> [RECORDED DATA]
########################################

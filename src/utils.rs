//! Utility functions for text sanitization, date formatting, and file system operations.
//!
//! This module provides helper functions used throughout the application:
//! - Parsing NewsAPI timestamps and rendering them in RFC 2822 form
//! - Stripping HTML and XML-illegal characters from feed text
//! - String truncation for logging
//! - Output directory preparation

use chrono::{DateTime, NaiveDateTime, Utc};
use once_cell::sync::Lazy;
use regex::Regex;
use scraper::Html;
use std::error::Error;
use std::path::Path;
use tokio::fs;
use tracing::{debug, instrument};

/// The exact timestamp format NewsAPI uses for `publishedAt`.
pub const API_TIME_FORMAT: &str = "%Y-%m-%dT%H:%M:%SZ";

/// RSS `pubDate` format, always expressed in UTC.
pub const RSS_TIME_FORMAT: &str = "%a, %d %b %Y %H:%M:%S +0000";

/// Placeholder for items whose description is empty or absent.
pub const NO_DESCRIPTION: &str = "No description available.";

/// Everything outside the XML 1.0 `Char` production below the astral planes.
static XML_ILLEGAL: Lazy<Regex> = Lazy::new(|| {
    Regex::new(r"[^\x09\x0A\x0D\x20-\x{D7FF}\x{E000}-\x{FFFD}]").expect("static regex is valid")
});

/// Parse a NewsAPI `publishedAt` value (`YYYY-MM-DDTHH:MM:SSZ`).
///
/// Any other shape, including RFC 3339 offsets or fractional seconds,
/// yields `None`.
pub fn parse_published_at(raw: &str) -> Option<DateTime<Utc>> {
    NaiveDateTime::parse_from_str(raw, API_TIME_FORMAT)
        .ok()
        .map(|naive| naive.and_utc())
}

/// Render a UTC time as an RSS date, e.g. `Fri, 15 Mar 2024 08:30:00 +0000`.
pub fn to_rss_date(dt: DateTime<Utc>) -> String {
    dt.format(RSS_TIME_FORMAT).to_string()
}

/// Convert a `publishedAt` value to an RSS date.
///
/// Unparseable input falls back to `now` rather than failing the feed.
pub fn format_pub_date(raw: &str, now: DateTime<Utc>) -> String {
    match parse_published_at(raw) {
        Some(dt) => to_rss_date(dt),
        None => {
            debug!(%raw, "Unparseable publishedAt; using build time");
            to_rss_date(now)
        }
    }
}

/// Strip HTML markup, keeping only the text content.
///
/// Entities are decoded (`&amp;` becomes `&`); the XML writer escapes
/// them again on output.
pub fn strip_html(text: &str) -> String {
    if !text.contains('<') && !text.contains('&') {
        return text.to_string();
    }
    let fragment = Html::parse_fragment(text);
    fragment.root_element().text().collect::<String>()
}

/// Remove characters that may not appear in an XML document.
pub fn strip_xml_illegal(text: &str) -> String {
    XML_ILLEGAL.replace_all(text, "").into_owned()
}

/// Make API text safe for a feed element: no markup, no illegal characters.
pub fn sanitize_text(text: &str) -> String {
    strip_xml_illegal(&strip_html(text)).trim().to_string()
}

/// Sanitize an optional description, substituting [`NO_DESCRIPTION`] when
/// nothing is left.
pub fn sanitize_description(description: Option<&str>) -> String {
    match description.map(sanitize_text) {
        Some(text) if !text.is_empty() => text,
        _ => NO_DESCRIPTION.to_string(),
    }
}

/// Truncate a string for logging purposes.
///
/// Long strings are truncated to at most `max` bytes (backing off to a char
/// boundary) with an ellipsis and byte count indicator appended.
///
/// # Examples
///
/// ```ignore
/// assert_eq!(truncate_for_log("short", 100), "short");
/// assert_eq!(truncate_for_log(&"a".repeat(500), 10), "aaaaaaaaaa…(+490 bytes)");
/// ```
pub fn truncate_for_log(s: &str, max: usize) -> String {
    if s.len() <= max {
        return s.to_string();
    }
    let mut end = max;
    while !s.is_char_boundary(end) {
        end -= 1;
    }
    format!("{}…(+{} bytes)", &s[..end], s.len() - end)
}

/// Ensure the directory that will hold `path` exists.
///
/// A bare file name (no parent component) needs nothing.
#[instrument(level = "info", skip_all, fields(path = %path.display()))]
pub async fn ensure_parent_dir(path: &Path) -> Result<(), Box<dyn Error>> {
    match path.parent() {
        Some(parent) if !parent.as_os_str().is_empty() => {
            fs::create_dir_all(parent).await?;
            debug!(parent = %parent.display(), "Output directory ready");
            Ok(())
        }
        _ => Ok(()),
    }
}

########################################

Note each line above that holds "feed", then copy all of them.

//! - Stripping HTML and XML-illegal characters from feed text
/// Unparseable input falls back to `now` rather than failing the feed.
/// Make API text safe for a feed element: no markup, no illegal characters.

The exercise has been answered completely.